TRAMA
Olga, un’aristocratica russa immigrata e membro della Resistenza francese, viene arrestata dalla polizia nazista per aver nascosto dei bambini ebrei durante un raid a sorpresa. Viene mandata in galera, dove incontra Jules, un collaborazionista franco-nazista incaricato di indagare sul suo caso. Jules s’invaghisce di Olga e le propone una punizione più blanda in cambio di favori sessuali. Olga, disposta a fare qualsiasi cosa pur di evitare una brutale persecuzione, accetta, ma le sue speranze di libertà svaniscono rapidamente dopo che gli eventi prendono una piega inaspettata. Trasferita in un campo di concentramento, Olga è costretta a una vita d’inferno. Inaspettatamente, la sua strada si incrocia con quella di Helmut, un alto ufficiale tedesco delle SS, il quale un tempo si era follemente innamorato di lei e che ancora nutre sentimenti d’amore nei suoi confronti. Tra Helmut e Olga si riaccende la vecchia fiamma e i due s’imbarcano in una relazione contorta e distruttiva. Helmut decide di salvare Olga offrendole una via di fuga che lei riteneva ormai impossibile. Ma con il passare del tempo e con il profilarsi della sconfitta nazista, l’idea che Olga ha del Paradiso è destinata a cambiare.
RECENSIONI
Scrive Giorgio Agamben in Profanazione: «Museo non designa [...] un luogo o uno spazio fisico determinato, ma la dimensione separata in cui si trasferisce ciò che un tempo era sentito come vero e decisivo, ora non più». Due film presentati all'ultima Mostra del Cinema di Venezia operano attorno al processo in atto di museificazione del passato (entrambi si confrontano con quella che probabilmente resta la Tragedia inelaborabile della Storia recente: la Shoa): uno esibendola, ed è Austerlitz di Sergei Loznitsa, con la consapevolezza dei rischi che l'operazione comporta (annotava Giovanni Lindo Ferretti ai tempi di Linea gotica che «per come va il nostro mondo tutti quelli che denunciano ed evidenziano il degrado umano contribuiscono, malgrado loro, ad aumentarlo. E questo “malgrado” è tutto ciò che resta alla nostra buona coscienza»); l'altro, Paradise di Andrej Končalovskij, che concorre invece alla sua realizzazione. Vedendo quanto fatto da Končalovskij, mi tornano a mente delle considerazioni di Vincenzo Buccheri in merito a una certa tendenza del cinema sul finire degli Anni 90 che faceva dell'artisticità un programma intenzionale, a monte del film. Secondo Buccheri, quei lavori che volevano darsi una patina di autorialità proponevano un intrattenimento pensoso e patinato; individuava come costanti il preziosismo stilistico e il racconto a incastro.

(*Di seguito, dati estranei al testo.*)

use async_trait::async_trait;
use sqlx::PgPool;
use uuid::Uuid;

use crate::core::database::db_error;
use crate::core::error::Result;
use crate::features::tickets::models::{NewTicket, Ticket, TicketMessage, TicketStatus};

const TICKET_COLUMNS: &str = "id, client_user_id, client_name, issue_description, photo_url, \
     status, status_reason, archived, archived_at, submitted_at, updated_at";

/// Storage boundary for client tickets and their message thread
#[async_trait]
pub trait TicketRepository: Send + Sync {
    async fn insert(&self, ticket: NewTicket) -> Result<Ticket>;

    async fn find(&self, id: Uuid) -> Result<Option<Ticket>>;

    /// Non-archived tickets of one client, newest first
    async fn list_for_client(&self, client_user_id: Uuid) -> Result<Vec<Ticket>>;

    /// Non-archived pending or assigned tickets, newest first
    async fn list_active(&self) -> Result<Vec<Ticket>>;

    async fn list_all(&self, status: Option<TicketStatus>) -> Result<Vec<Ticket>>;

    /// Set the status; `archived`/`archived_at` follow it. A `Some` reason
    /// replaces `status_reason`.
    async fn update_status(
        &self,
        id: Uuid,
        status: TicketStatus,
        reason: Option<String>,
    ) -> Result<Option<Ticket>>;

    async fn update_reason(&self, id: Uuid, reason: Option<String>) -> Result<Option<Ticket>>;

    /// Delete and return the removed row
    async fn delete(&self, id: Uuid) -> Result<Option<Ticket>>;

    async fn insert_message(
        &self,
        ticket_id: Uuid,
        sender_role: &str,
        message: &str,
    ) -> Result<TicketMessage>;

    async fn list_messages(&self, ticket_id: Uuid) -> Result<Vec<TicketMessage>>;
}

pub struct PgTicketRepository {
    pool: PgPool,
}

impl PgTicketRepository {
    pub fn new(pool: PgPool) -> Self {
        Self { pool }
    }
}

#[async_trait]
impl TicketRepository for PgTicketRepository {
    async fn insert(&self, ticket: NewTicket) -> Result<Ticket> {
        sqlx::query_as::<_, Ticket>(&format!(
            r#"
            INSERT INTO client_tickets (id, client_user_id, client_name, issue_description, photo_url, status)
            VALUES ($1, $2, $3, $4, $5, $6)
            RETURNING {}
            "#,
            TICKET_COLUMNS
        ))
        .bind(Uuid::now_v7())
        .bind(ticket.client_user_id)
        .bind(&ticket.client_name)
        .bind(&ticket.issue_description)
        .bind(&ticket.photo_url)
        .bind(TicketStatus::Pending)
        .fetch_one(&self.pool)
        .await
        .map_err(|e| db_error("Failed to insert ticket", e))
    }

    async fn find(&self, id: Uuid) -> Result<Option<Ticket>> {
        sqlx::query_as::<_, Ticket>(&format!(
            "SELECT {} FROM client_tickets WHERE id = $1",
            TICKET_COLUMNS
        ))
        .bind(id)
        .fetch_optional(&self.pool)
        .await
        .map_err(|e| db_error("Failed to get ticket", e))
    }

    async fn list_for_client(&self, client_user_id: Uuid) -> Result<Vec<Ticket>> {
        sqlx::query_as::<_, Ticket>(&format!(
            r#"
            SELECT {} FROM client_tickets
            WHERE client_user_id = $1 AND archived = FALSE
            ORDER BY submitted_at DESC
            "#,
            TICKET_COLUMNS
        ))
        .bind(client_user_id)
        .fetch_all(&self.pool)
        .await
        .map_err(|e| db_error("Failed to list client tickets", e))
    }

    async fn list_active(&self) -> Result<Vec<Ticket>> {
        sqlx::query_as::<_, Ticket>(&format!(
            r#"
            SELECT {} FROM client_tickets
            WHERE archived = FALSE AND status IN ($1, $2)
            ORDER BY submitted_at DESC
            "#,
            TICKET_COLUMNS
        ))
        .bind(TicketStatus::Pending)
        .bind(TicketStatus::Assigned)
        .fetch_all(&self.pool)
        .await
        .map_err(|e| db_error("Failed to list active tickets", e))
    }

    async fn list_all(&self, status: Option<TicketStatus>) -> Result<Vec<Ticket>> {
        sqlx::query_as::<_, Ticket>(&format!(
            r#"
            SELECT {} FROM client_tickets
            WHERE ($1::ticket_status IS NULL OR status = $1)
            ORDER BY submitted_at DESC
            "#,
            TICKET_COLUMNS
        ))
        .bind(status)
        .fetch_all(&self.pool)
        .await
        .map_err(|e| db_error("Failed to list tickets", e))
    }

    async fn update_status(
        &self,
        id: Uuid,
        status: TicketStatus,
        reason: Option<String>,
    ) -> Result<Option<Ticket>> {
        sqlx::query_as::<_, Ticket>(&format!(
            r#"
            UPDATE client_tickets SET
                status = $2,
                archived = ($2 = 'archived'::ticket_status),
                archived_at = CASE
                    WHEN $2 = 'archived'::ticket_status THEN COALESCE(archived_at, NOW())
                    ELSE NULL
                END,
                status_reason = COALESCE($3, status_reason),
                updated_at = NOW()
            WHERE id = $1
            RETURNING {}
            "#,
            TICKET_COLUMNS
        ))
        .bind(id)
        .bind(status)
        .bind(reason)
        .fetch_optional(&self.pool)
        .await
        .map_err(|e| db_error("Failed to update ticket status", e))
    }

    async fn update_reason(&self, id: Uuid, reason: Option<String>) -> Result<Option<Ticket>> {
        sqlx::query_as::<_, Ticket>(&format!(
            r#"
            UPDATE client_tickets SET status_reason = $2, updated_at = NOW()
            WHERE id = $1
            RETURNING {}
            "#,
            TICKET_COLUMNS
        ))
        .bind(id)
        .bind(reason)
        .fetch_optional(&self.pool)
        .await
        .map_err(|e| db_error("Failed to update ticket comment", e))
    }

    async fn delete(&self, id: Uuid) -> Result<Option<Ticket>> {
        sqlx::query_as::<_, Ticket>(&format!(
            "DELETE FROM client_tickets WHERE id = $1 RETURNING {}",
            TICKET_COLUMNS
        ))
        .bind(id)
        .fetch_optional(&self.pool)
        .await
        .map_err(|e| db_error("Failed to delete ticket", e))
    }

    async fn insert_message(
        &self,
        ticket_id: Uuid,
        sender_role: &str,
        message: &str,
    ) -> Result<TicketMessage> {
        sqlx::query_as::<_, TicketMessage>(
            r#"
            INSERT INTO ticket_messages (id, ticket_id, sender_role, message)
            VALUES ($1, $2, $3, $4)
            RETURNING id, ticket_id, sender_role, message, created_at
            "#,
        )
        .bind(Uuid::now_v7())
        .bind(ticket_id)
        .bind(sender_role)
        .bind(message)
        .fetch_one(&self.pool)
        .await
        .map_err(|e| db_error("Failed to insert ticket message", e))
    }

    async fn list_messages(&self, ticket_id: Uuid) -> Result<Vec<TicketMessage>> {
        sqlx::query_as::<_, TicketMessage>(
            r#"
            SELECT id, ticket_id, sender_role, message, created_at
            FROM ticket_messages
            WHERE ticket_id = $1
            ORDER BY created_at
            "#,
        )
        .bind(ticket_id)
        .fetch_all(&self.pool)
        .await
        .map_err(|e| db_error("Failed to list ticket messages", e))
    }
}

Tutti elementi che, a distanza di vent'anni, ritroviamo applicati, con le medesime finalità, in Paradise (il regista costruisce il proprio teorema - non immune da accuse revisioniste - intorno a tre fattori: Olga, aristocratica russa legata alla Resistenza francese; Jules, collaborazionista franco-nazista; Helmut, membro delle SS, figlio della nobiltà tedesca. Ciascuno con una diversa idea di paradiso. Tutti coinvolti nel medesimo ménage dalle fosche tinte melodrammatiche). Quello di Končalovskij risulta quindi essere un film senile, che ostentando gli stilemi del rigorismo formale (il bianco e nero; il formato 4:3) dichiara la propria incapacità di comprendere il cambiamento e di elaborare risposte adeguate (Il figlio di Saul dovrebbe venir considerato oggi un testo di riferimento obbligatorio per chiunque voglia confrontarsi con la rappresentazione dello sterminio nazista). Il sospetto di museificazione della Storia («termine – che come sottolinea Agamben - nomina semplicemente l’esposizione di una impossibilità di usare, di abitare, di fare esperienza»), espresso all'inizio, diventa prova soprattutto quando il regista, in un gesto di calcolato pudore, sceglie di confinare l'orrore dei campi di sterminio in una raccolta di scatti fotografici (che evoca il volume conosciuto come Auschwitz Album): una doppia mediazione che depotenzia quelle foto della loro carica problematica, dato che mostrerebbero l'Olocausto nella sua quotidianità visto attraverso gli occhi degli assassini (la cosiddetta banalità del male). Ma l'intento di Končalovskij non è quello di problematizzare ma di assolvere lo spettatore dalle sue responsabilità. Risparmiargli il confronto (im)ponendosi come intermediario, cosa che dichiara in chiusura con sfacciato gesto demiurgico.